### [Your instructions]
Below are the records. State how many of their lines hold the word "ConsoleAppender", and add nothing else.

### [Records for this task]
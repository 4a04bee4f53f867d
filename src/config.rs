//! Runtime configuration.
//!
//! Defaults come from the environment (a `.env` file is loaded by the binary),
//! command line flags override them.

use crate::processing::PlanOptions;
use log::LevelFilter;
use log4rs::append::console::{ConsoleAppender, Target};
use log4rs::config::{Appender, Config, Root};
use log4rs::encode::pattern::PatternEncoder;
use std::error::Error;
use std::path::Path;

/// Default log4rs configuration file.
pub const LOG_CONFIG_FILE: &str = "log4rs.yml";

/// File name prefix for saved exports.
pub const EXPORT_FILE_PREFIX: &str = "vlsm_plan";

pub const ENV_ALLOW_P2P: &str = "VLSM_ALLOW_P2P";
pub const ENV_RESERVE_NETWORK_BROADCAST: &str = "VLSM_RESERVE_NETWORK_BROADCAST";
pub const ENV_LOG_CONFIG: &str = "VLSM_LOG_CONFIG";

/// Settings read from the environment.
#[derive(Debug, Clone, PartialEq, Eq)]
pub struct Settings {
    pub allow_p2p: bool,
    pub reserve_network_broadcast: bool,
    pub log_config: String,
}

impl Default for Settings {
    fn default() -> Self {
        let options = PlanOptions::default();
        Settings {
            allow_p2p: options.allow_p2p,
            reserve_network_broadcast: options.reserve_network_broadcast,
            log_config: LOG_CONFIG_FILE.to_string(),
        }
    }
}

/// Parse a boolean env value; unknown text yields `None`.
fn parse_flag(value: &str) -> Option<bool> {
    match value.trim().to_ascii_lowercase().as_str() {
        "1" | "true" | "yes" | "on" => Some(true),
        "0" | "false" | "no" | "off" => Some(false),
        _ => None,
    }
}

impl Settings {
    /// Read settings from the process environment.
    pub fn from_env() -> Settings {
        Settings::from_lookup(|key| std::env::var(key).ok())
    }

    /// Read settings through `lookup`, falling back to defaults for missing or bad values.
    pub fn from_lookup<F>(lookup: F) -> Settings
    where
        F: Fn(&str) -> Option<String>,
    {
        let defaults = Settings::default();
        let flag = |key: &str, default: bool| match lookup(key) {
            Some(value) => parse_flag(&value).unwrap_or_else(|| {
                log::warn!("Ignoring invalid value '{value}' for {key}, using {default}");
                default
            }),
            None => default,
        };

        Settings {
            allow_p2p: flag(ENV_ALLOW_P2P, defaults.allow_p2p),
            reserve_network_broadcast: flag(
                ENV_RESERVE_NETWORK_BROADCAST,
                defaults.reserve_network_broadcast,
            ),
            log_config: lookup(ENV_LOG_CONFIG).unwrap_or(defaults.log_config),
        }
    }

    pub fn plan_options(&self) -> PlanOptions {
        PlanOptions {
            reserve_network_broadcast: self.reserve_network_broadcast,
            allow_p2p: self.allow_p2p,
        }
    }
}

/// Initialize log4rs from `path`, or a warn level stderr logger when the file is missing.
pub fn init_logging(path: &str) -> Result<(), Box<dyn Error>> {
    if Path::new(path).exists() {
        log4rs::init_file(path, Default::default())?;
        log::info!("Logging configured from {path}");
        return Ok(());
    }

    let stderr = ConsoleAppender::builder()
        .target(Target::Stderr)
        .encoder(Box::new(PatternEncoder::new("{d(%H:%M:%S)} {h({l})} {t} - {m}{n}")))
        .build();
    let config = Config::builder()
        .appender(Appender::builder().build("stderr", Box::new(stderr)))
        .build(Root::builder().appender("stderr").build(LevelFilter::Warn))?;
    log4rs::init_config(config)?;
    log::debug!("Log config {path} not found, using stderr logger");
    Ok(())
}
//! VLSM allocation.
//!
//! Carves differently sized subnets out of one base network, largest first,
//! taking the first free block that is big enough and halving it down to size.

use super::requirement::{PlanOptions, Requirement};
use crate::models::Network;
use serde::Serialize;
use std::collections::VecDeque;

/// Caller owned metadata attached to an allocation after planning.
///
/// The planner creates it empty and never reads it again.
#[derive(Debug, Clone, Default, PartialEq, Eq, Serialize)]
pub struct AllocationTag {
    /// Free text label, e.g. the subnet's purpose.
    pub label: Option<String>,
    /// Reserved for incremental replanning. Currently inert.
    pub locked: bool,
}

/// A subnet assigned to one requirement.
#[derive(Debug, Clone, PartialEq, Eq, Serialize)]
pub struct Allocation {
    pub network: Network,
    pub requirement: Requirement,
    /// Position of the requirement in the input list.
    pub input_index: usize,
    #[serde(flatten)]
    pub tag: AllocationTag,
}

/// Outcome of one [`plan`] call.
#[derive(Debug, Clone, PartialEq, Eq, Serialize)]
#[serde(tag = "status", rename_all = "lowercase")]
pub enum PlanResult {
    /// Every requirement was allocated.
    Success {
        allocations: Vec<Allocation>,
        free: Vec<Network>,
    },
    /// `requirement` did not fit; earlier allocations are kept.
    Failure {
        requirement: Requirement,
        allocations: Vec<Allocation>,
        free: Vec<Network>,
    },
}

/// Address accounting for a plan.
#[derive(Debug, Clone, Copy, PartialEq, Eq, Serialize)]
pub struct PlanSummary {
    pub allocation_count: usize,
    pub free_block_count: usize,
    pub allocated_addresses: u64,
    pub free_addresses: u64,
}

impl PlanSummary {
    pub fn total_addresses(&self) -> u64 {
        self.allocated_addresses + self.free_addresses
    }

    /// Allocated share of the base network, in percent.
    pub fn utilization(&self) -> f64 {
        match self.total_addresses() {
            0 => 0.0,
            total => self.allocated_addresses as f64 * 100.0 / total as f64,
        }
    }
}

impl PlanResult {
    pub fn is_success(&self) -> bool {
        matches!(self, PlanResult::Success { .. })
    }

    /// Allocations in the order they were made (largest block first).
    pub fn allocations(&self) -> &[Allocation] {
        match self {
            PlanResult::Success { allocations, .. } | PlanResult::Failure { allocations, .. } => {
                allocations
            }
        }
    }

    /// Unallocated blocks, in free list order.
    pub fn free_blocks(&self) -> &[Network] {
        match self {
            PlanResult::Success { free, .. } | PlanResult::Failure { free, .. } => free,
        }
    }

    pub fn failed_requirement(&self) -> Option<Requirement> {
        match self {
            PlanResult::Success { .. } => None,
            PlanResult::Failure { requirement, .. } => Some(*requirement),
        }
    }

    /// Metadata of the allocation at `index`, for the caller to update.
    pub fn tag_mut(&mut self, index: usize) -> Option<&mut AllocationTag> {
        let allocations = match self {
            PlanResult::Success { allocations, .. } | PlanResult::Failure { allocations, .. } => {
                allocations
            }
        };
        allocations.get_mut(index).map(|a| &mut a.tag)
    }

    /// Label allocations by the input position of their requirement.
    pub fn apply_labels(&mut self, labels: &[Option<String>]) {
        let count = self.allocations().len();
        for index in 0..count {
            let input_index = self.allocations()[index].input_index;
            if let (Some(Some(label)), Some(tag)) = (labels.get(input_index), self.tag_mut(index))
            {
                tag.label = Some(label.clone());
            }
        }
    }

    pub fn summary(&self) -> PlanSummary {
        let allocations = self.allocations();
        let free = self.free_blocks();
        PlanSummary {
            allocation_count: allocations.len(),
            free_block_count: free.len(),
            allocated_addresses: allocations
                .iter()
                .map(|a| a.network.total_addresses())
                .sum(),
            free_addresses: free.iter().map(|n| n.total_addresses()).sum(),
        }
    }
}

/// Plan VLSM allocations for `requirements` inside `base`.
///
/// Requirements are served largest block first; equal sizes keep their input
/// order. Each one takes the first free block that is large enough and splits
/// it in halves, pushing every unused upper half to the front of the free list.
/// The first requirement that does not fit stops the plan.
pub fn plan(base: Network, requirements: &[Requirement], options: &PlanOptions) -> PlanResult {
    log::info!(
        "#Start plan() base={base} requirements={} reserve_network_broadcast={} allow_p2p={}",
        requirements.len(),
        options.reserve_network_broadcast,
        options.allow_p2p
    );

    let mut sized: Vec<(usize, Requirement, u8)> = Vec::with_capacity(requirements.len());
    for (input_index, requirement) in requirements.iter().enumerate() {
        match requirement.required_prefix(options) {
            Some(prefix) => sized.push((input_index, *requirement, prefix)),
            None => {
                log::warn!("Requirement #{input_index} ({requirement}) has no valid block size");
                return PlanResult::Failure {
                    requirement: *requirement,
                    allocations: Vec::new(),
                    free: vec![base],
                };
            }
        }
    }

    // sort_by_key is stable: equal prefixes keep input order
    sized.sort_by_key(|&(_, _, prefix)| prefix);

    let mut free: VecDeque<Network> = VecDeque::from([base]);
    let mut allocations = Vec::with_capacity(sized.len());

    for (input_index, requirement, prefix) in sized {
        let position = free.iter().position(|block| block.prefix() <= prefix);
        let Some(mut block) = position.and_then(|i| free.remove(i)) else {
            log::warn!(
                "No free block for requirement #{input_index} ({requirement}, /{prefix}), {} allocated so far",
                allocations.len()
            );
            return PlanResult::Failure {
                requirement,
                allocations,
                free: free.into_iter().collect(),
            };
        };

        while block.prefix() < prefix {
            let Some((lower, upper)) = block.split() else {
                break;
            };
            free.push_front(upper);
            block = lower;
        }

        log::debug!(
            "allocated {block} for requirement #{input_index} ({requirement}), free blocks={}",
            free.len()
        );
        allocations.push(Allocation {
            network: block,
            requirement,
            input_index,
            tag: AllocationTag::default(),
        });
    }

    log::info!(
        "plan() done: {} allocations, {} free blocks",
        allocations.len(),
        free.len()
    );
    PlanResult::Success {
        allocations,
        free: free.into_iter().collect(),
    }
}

---

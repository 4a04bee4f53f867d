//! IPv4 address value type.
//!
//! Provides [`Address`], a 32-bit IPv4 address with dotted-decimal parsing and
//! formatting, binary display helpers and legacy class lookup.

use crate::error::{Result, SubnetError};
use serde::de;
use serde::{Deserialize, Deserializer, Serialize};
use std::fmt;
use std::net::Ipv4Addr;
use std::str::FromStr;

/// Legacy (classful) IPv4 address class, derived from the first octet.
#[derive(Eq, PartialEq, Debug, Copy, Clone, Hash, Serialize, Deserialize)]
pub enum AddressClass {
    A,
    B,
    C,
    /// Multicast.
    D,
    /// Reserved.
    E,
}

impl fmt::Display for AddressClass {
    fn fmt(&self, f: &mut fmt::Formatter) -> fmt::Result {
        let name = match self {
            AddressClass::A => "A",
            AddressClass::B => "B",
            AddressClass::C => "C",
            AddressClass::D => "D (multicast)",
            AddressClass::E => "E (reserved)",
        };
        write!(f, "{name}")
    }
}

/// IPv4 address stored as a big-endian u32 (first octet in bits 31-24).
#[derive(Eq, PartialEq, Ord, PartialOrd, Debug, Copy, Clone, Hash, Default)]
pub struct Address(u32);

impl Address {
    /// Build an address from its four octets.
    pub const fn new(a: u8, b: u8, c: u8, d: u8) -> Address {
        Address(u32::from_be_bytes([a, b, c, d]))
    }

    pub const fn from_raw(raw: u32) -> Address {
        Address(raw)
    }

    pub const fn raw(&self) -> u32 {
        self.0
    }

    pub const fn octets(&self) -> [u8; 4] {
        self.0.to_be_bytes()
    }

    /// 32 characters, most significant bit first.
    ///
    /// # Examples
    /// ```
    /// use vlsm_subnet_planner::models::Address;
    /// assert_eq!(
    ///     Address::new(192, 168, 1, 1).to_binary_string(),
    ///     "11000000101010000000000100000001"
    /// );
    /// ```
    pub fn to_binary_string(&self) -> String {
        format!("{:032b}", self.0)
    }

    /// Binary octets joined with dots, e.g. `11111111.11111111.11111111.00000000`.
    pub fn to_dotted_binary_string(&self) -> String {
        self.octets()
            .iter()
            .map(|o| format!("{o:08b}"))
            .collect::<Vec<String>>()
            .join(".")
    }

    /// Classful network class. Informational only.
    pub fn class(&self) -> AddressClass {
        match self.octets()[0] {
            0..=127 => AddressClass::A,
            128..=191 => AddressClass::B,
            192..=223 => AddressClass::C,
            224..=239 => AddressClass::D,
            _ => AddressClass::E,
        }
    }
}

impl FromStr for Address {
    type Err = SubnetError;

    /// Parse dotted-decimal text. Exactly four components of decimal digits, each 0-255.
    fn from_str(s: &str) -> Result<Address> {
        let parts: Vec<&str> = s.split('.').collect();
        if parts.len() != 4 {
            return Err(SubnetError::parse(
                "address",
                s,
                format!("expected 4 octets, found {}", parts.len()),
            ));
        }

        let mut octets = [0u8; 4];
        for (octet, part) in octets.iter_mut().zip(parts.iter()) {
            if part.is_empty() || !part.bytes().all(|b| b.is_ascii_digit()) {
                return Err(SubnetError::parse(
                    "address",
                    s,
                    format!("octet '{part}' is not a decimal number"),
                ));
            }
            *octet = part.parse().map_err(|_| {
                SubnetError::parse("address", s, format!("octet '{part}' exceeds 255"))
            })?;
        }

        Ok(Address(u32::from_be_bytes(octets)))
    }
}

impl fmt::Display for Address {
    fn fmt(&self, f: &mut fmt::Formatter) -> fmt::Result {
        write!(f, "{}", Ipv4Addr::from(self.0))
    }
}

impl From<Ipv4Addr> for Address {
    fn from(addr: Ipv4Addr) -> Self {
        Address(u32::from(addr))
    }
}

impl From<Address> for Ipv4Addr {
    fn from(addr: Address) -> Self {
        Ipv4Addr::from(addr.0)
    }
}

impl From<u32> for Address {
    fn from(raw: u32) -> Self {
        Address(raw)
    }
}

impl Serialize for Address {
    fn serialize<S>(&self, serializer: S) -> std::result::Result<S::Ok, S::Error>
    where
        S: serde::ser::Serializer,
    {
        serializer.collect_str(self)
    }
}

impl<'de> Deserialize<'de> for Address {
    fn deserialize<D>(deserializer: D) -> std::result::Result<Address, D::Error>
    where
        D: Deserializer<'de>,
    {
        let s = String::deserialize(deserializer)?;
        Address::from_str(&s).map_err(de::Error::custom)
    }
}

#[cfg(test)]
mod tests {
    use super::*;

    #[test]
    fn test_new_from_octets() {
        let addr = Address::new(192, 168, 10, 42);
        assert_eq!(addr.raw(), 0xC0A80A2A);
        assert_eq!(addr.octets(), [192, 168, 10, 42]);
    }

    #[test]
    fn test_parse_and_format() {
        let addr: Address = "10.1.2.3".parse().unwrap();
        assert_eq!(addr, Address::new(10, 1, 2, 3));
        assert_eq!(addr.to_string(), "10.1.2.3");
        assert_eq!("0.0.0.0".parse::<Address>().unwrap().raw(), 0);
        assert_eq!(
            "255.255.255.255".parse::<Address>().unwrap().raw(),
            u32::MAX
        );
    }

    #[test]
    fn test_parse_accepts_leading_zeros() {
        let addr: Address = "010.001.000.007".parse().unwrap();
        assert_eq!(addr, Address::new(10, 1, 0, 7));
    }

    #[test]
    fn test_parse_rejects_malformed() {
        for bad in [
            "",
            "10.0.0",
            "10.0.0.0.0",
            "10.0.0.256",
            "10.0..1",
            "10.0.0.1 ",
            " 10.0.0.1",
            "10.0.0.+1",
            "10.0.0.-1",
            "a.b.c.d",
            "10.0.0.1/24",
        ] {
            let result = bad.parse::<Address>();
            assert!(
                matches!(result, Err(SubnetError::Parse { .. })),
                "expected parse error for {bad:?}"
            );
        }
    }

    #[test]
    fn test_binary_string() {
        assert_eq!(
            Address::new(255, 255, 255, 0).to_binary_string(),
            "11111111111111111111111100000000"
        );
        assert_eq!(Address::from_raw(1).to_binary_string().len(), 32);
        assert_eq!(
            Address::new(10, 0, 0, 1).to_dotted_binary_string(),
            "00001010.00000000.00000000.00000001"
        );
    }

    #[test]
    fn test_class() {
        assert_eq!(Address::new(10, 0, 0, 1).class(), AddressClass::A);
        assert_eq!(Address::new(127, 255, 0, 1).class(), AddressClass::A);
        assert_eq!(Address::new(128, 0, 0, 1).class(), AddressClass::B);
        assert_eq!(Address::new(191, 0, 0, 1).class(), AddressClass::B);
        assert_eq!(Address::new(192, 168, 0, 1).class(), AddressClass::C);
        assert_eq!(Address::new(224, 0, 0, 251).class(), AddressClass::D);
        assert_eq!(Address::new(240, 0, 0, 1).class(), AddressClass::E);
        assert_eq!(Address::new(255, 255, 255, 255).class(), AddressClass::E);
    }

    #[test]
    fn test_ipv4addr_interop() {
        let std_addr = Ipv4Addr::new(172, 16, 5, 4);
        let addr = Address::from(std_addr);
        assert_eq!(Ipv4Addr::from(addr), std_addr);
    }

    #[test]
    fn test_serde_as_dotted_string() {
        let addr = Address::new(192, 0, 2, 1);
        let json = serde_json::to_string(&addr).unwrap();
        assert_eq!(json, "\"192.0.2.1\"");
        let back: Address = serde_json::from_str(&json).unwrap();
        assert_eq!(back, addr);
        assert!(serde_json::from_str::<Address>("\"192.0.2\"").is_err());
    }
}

==

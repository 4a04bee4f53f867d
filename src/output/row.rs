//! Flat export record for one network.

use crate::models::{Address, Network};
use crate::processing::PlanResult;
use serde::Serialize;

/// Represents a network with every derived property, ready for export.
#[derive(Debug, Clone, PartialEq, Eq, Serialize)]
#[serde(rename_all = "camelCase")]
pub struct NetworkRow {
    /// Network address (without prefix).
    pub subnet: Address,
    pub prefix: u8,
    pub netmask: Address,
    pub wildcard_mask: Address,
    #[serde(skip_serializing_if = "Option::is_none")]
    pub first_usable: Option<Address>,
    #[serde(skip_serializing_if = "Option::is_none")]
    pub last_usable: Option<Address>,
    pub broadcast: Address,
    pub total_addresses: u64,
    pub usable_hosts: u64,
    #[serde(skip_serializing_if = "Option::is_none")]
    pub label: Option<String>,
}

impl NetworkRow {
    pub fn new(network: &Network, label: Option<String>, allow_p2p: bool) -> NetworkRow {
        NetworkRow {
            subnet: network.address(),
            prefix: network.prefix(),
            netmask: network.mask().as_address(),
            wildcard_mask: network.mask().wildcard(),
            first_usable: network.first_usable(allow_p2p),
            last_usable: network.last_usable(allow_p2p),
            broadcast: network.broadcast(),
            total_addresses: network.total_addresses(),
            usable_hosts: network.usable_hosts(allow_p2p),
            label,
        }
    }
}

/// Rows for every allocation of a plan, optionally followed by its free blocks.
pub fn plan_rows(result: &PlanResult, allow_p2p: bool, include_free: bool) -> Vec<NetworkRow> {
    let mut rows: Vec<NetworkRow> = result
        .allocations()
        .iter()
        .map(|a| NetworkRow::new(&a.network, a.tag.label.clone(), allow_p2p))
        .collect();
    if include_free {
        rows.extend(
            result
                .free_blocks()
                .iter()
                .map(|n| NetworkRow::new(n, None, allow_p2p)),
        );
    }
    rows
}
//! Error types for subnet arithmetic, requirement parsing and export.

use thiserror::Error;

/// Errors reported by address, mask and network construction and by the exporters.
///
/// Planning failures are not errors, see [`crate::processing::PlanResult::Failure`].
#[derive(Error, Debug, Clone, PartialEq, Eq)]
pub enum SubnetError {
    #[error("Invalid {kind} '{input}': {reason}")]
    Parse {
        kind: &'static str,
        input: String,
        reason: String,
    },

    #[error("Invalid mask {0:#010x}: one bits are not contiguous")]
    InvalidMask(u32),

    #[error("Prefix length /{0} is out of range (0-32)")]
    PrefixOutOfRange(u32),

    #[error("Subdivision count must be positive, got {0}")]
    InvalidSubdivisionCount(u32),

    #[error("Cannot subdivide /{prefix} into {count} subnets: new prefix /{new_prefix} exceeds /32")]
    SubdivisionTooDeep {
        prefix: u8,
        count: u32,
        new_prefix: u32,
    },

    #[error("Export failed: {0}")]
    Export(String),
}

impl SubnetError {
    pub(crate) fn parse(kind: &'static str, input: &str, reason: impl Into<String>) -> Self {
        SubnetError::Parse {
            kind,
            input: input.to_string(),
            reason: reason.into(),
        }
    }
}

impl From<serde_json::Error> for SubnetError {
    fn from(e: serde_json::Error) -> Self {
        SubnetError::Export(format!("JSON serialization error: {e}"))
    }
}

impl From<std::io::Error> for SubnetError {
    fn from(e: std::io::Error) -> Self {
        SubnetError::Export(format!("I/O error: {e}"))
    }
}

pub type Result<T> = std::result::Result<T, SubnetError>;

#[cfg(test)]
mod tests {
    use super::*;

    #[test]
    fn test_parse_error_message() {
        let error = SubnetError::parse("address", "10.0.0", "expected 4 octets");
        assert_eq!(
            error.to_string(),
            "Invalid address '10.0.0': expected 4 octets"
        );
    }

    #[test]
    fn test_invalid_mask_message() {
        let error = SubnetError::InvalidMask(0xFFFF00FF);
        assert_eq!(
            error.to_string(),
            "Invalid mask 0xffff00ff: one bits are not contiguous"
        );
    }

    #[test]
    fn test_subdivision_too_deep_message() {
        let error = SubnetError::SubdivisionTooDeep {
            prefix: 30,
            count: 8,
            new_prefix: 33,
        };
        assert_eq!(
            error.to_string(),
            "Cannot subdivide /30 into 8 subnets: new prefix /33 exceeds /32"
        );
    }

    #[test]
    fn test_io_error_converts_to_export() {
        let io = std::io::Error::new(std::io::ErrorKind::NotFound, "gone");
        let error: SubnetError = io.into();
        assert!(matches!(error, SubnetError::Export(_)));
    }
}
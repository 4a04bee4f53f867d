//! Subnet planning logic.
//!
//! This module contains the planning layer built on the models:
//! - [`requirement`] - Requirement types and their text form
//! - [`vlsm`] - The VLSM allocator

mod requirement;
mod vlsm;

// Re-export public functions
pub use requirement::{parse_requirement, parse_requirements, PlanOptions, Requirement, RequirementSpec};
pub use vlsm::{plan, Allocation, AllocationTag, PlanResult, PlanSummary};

### [Answer to the exercise]
2